* WHAT YOU NEED TO DO:
Start the output with the opening line of the listing below and continue, reproducing each line exactly, up to and including the line that contains "use thiserror::Error;".

* SUPPLIED MATERIAL:
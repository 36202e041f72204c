//! Static-table currency converter.
//!
//! The converter is a pure function over reference data: no I/O, no retries.
//! A live-rate provider can replace the table without changing `convert`.

use std::collections::HashMap;

use reimburse_shared::types::CurrencyCode;
use rust_decimal::Decimal;
use rust_decimal_macros::dec;
use thiserror::Error;

use super::conversion::{CONVERTED_DECIMAL_PLACES, MAX_AMOUNT, convert_amount};
use super::exchange::ExchangeRate;

/// Errors raised while converting an amount.
#[derive(Debug, Clone, PartialEq, Eq, Error)]
pub enum ConversionError {
    /// No rate path exists between the two currencies.
    #[error("Currency conversion from {from} to {to} is not supported")]
    ConversionUnavailable {
        /// Source currency.
        from: CurrencyCode,
        /// Target currency.
        to: CurrencyCode,
    },

    /// Amount is zero or negative.
    #[error("Amount must be greater than zero, got {0}")]
    InvalidAmount(Decimal),

    /// Amount, before or after conversion, exceeds [`MAX_AMOUNT`].
    #[error("Amount {0} is too large to convert")]
    OutOfRange(Decimal),
}

impl ConversionError {
    /// Returns the HTTP status code for this error.
    #[must_use]
    pub const fn status_code(&self) -> u16 {
        400
    }

    /// Returns the error code for API responses.
    #[must_use]
    pub const fn error_code(&self) -> &'static str {
        match self {
            Self::ConversionUnavailable { .. } => "CONVERSION_UNAVAILABLE",
            Self::InvalidAmount(_) => "INVALID_AMOUNT",
            Self::OutOfRange(_) => "AMOUNT_OUT_OF_RANGE",
        }
    }
}

/// Directional rate table keyed by `(from, to)`.
#[derive(Debug, Clone, Default)]
pub struct RateTable {
    rates: HashMap<(CurrencyCode, CurrencyCode), Decimal>,
}

impl RateTable {
    /// Creates an empty table.
    #[must_use]
    pub fn new() -> Self {
        Self::default()
    }

    /// Builds a table from a list of rates.
    #[must_use]
    pub fn from_rates(rates: impl IntoIterator<Item = ExchangeRate>) -> Self {
        let mut table = Self::new();
        for rate in rates {
            table.insert(rate);
        }
        table
    }

    /// Inserts or replaces a directional rate.
    pub fn insert(&mut self, rate: ExchangeRate) {
        self.rates
            .insert((rate.from_currency, rate.to_currency), rate.rate);
    }

    /// Looks up the rate for `from -> to`.
    ///
    /// Falls back to the inverse of `to -> from` when only the opposite
    /// direction is listed.
    #[must_use]
    pub fn lookup(&self, from: CurrencyCode, to: CurrencyCode) -> Option<Decimal> {
        if let Some(rate) = self.rates.get(&(from, to)) {
            return Some(*rate);
        }
        let reverse = self.rates.get(&(to, from))?;
        ExchangeRate::new(to, from, *reverse)
            .inverse()
            .map(|inverse| inverse.rate)
    }

    /// Returns true if the table knows the currency on either side of a pair.
    #[must_use]
    pub fn supports(&self, currency: CurrencyCode) -> bool {
        self.rates
            .keys()
            .any(|(from, to)| *from == currency || *to == currency)
    }

    /// The built-in reference table for USD, EUR, GBP, INR and JPY.
    #[must_use]
    pub fn reference() -> Self {
        use CurrencyCode as C;

        Self::from_rates([
            ExchangeRate::new(C::USD, C::EUR, dec!(0.85)),
            ExchangeRate::new(C::USD, C::GBP, dec!(0.73)),
            ExchangeRate::new(C::USD, C::INR, dec!(74.5)),
            ExchangeRate::new(C::USD, C::JPY, dec!(110)),
            ExchangeRate::new(C::EUR, C::USD, dec!(1.18)),
            ExchangeRate::new(C::EUR, C::GBP, dec!(0.86)),
            ExchangeRate::new(C::EUR, C::INR, dec!(87.5)),
            ExchangeRate::new(C::EUR, C::JPY, dec!(129.5)),
            ExchangeRate::new(C::GBP, C::USD, dec!(1.37)),
            ExchangeRate::new(C::GBP, C::EUR, dec!(1.16)),
            ExchangeRate::new(C::GBP, C::INR, dec!(101.5)),
            ExchangeRate::new(C::GBP, C::JPY, dec!(150)),
            ExchangeRate::new(C::INR, C::USD, dec!(0.013)),
            ExchangeRate::new(C::INR, C::EUR, dec!(0.011)),
            ExchangeRate::new(C::INR, C::GBP, dec!(0.0098)),
            ExchangeRate::new(C::INR, C::JPY, dec!(1.47)),
            ExchangeRate::new(C::JPY, C::USD, dec!(0.0091)),
            ExchangeRate::new(C::JPY, C::EUR, dec!(0.0077)),
            ExchangeRate::new(C::JPY, C::GBP, dec!(0.0067)),
            ExchangeRate::new(C::JPY, C::INR, dec!(0.68)),
        ])
    }
}

/// Converts expense amounts into a company's base currency.
#[derive(Debug, Clone)]
pub struct CurrencyConverter {
    table: RateTable,
}

impl Default for CurrencyConverter {
    fn default() -> Self {
        Self::new(RateTable::reference())
    }
}

impl CurrencyConverter {
    /// Creates a converter over the given table.
    #[must_use]
    pub const fn new(table: RateTable) -> Self {
        Self { table }
    }

    /// Returns the underlying rate table.
    #[must_use]
    pub const fn table(&self) -> &RateTable {
        &self.table
    }

    /// Converts `amount` from one currency to another.
    ///
    /// Same-currency conversion returns the amount unchanged. Otherwise the
    /// result is rounded to two decimal places with banker's rounding.
    ///
    /// # Errors
    ///
    /// Returns `ConversionError::InvalidAmount` for non-positive amounts,
    /// `ConversionError::OutOfRange` when the amount or its conversion exceeds
    /// [`MAX_AMOUNT`] and `ConversionError::ConversionUnavailable` when no rate
    /// path exists.
    pub fn convert(
        &self,
        amount: Decimal,
        from: CurrencyCode,
        to: CurrencyCode,
    ) -> Result<Decimal, ConversionError> {
        if amount <= Decimal::ZERO {
            return Err(ConversionError::InvalidAmount(amount));
        }
        if amount > MAX_AMOUNT {
            return Err(ConversionError::OutOfRange(amount));
        }
        if from == to {
            return Ok(amount);
        }

        let rate = self
            .table
            .lookup(from, to)
            .ok_or(ConversionError::ConversionUnavailable { from, to })?;

        convert_amount(amount, rate, CONVERTED_DECIMAL_PLACES)
            .filter(|converted| *converted <= MAX_AMOUNT)
            .ok_or(ConversionError::OutOfRange(amount))
    }
}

* SOLUTION TO THE EXERCISE:
repository 36202e041f72204c
//! Static-table currency converter.
//!
//! The converter is a pure function over reference data: no I/O, no retries.
//! A live-rate provider can replace the table without changing `convert`.

use std::collections::HashMap;

use reimburse_shared::types::CurrencyCode;
use rust_decimal::Decimal;
use rust_decimal_macros::dec;
use thiserror::Error;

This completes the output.